> **Directions for this task**: Return, from the material below, each line in which "metadata" occurs.

> **Source records**:
impl<R: SessionRepository> Recorder<R> {
    pub fn new(config: Config, repo: R) -> Self {
        let history = repo.load_all();
        Self {
            config,
            repo,
            history,
            live: None,
            viewing: None,
        }
    }

    pub fn set_config(&mut self, config: Config) {
        self.config = config;
    }

    pub fn status(&self) -> Value {
        let live = self.live.as_ref().map(|g| {
            json!({
                "id": g.id(),
                "opponent": g.metadata().opponent,
                "state": g.capture().state(),
                "period": g.capture().period(),
                "clock": g.capture().clock(),
                "pending": g.capture().pending(),
                "shots": g.log().size(),
            })
        });
        json!({
            "mode": if self.viewing.is_some() { "history" } else { "live" },
            "live": live,
            "viewing": self.viewing.as_ref().map(|s| s.id()),
            "history_len": self.history.len(),
        })
    }

    pub fn new_game(
        &mut self,
        opponent: Option<&str>,
        location: Option<&str>,
        date: Option<NaiveDateTime>,
        force: bool,
    ) -> Result<Value, RecorderError> {
        if let Some(g) = &self.live {
            if !g.log().is_empty() && !force {
                return Err(RecorderError::GameInProgress(g.log().size()));
            }
            if !g.log().is_empty() {
                warn!("discarding unfinished game with {} shots", g.log().size());
            }
        }
        let metadata = GameMetadata::with_defaults(opponent, location, date, &self.config.game);
        let game = LiveGame::start(metadata, &self.config.game);
        info!("new game {} vs {}", game.id(), game.metadata().opponent);
        let out = json!({"id": game.id(), "metadata": game.metadata()});
        self.live = Some(game);
        self.viewing = None;
        Ok(out)
    }

    fn live_mut(&mut self) -> Result<&mut LiveGame, RecorderError> {
        if self.viewing.is_some() {
            return Err(RecorderError::ReadOnly);
        }
        self.live.as_mut().ok_or(RecorderError::NoLiveGame)
    }

    fn prepare_tap(&self, p: Point, surface: &str) -> Point {
        if p.in_range() {
            return p;
        }
        if self.config.game.clamp_taps {
            debug!("clamping {surface} tap ({:.1}, {:.1})", p.x, p.y);
            p.clamped()
        } else {
            warn!("{surface} tap outside surface: ({:.1}, {:.1})", p.x, p.y);
            p
        }
    }

    pub fn tap_floor(&mut self, p: Point) -> Result<Value, RecorderError> {
        let p = self.prepare_tap(p, "floor");
        self.capture(CaptureInput::Origin(FloorPoint::new(p.x, p.y)))
    }

    pub fn tap_goal(&mut self, p: Point) -> Result<Value, RecorderError> {
        let p = self.prepare_tap(p, "goal");
        self.capture(CaptureInput::Placement(GoalPoint::new(p.x, p.y)))
    }

    pub fn capture(&mut self, input: CaptureInput) -> Result<Value, RecorderError> {
        let game = self.live_mut()?;
        let step = game.apply(input)?;
        let ctx = game.capture();
        let mut out = json!({
            "state": ctx.state(),
            "pending": ctx.pending(),
            "clock": ctx.clock(),
            "shots": game.log().size(),
        });
        match step {
            Step::Committed(id) => {
                out["committed"] = json!(id);
                info!("shot {} recorded ({} total)", id, game.log().size());
            }
            Step::Cancelled => out["cancelled"] = json!(true),
            Step::Advanced(_) | Step::Updated => {}
        }
        Ok(out)
    }

    pub fn adjust_period(&mut self, delta: i32) -> Result<Value, RecorderError> {
        let max = self.config.game.max_period;
        let game = self.live_mut()?;
        let period = game.adjust_period(delta, max);
        Ok(json!({"period": period}))
    }

    /// Log of the viewed session, else of the live game.
    fn event_log(&self) -> Option<&EventLog> {
        match (&self.viewing, &self.live) {
            (Some(s), _) => Some(s.events()),
            (None, Some(g)) => Some(g.log()),
            (None, None) => None,
        }
    }

    pub fn events(&self) -> Option<&[ShotEvent]> {
        self.event_log().map(EventLog::all)
    }

    fn events_or_err(&self) -> Result<&[ShotEvent], RecorderError> {
        self.events().ok_or(RecorderError::NoLiveGame)
    }

    /// All shots, or only those of `period`.
    pub fn shots(&self, period: Option<u32>) -> Result<Value, RecorderError> {
        let log = self.event_log().ok_or(RecorderError::NoLiveGame)?;
        let shots: Vec<&ShotEvent> = match period {
            Some(p) => log.events_in_period(p).collect(),
            None => log.all().iter().collect(),
        };
        Ok(json!({"shots": shots}))
    }

    pub fn stats(&self) -> Result<StatsReport, RecorderError> {
        Ok(stats::report(self.events_or_err()?))
    }

    pub fn heatmap(&self) -> Result<Vec<DensityBand>, RecorderError> {
        Ok(density::goal_density(self.events_or_err()?))
    }

    /// The finished session always lands in history. If saving fails it is
    /// held in memory and written with the next successful save; the reply
    /// carries `"persisted": false` and the reason.
    pub fn finish(&mut self) -> Result<Value, RecorderError> {
        self.live_mut()?;
        let Some(game) = self.live.take() else {
            return Err(RecorderError::NoLiveGame);
        };
        let session = game.finalize();
        let mut out = json!({
            "id": session.id(),
            "stats": session.summary_stats(),
            "persisted": true,
        });
        info!(
            "finished game {} vs {} ({} shots)",
            session.id(),
            session.metadata().opponent,
            session.events().size()
        );
        self.history.insert(0, session);
        if let Err(e) = self.repo.save_all(&self.history) {
            error!("history save failed, keeping session in memory: {e:#}");
            out["persisted"] = json!(false);
            out["warning"] = json!(format!("failed to persist history: {e:#}"));
        }
        Ok(out)
    }

    pub fn history_len(&self) -> usize {
        self.history.len()
    }

    pub fn history(&self) -> Value {
        let list: Vec<Value> = self.history.iter().map(GameSession::listing).collect();
        json!({"sessions": list})
    }

    pub fn view(&mut self, id: &str) -> Result<Value, RecorderError> {
        let session = id
            .parse::<SessionId>()
            .ok()
            .and_then(|sid| self.history.iter().find(|s| s.id() == sid))
            .cloned()
            .ok_or_else(|| RecorderError::UnknownSession(id.to_string()))?;
        let out = json!({
            "metadata": session.metadata(),
            "summaryStats": session.summary_stats(),
            "shots": session.events().size(),
        });
        self.viewing = Some(session);
        Ok(out)
    }

    pub fn close(&mut self) -> Value {
        let closed = self.viewing.take().map(|s| s.id());
        json!({"closed": closed, "live": self.live.as_ref().map(LiveGame::id)})
    }

    /// Called on daemon exit.
    pub fn shutdown(&mut self) {
        if let Some(g) = self.live.take() {
            if !g.log().is_empty() {
                warn!(
                    "discarding unfinished game vs {} with {} shots",
                    g.metadata().opponent,
                    g.log().size()
                );
            }
        }
    }
}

> **Exercise solution**:
                "opponent": g.metadata().opponent,
        let metadata = GameMetadata::with_defaults(opponent, location, date, &self.config.game);
        let game = LiveGame::start(metadata, &self.config.game);
        info!("new game {} vs {}", game.id(), game.metadata().opponent);
        let out = json!({"id": game.id(), "metadata": game.metadata()});
            session.metadata().opponent,
            "metadata": session.metadata(),
                    g.metadata().opponent,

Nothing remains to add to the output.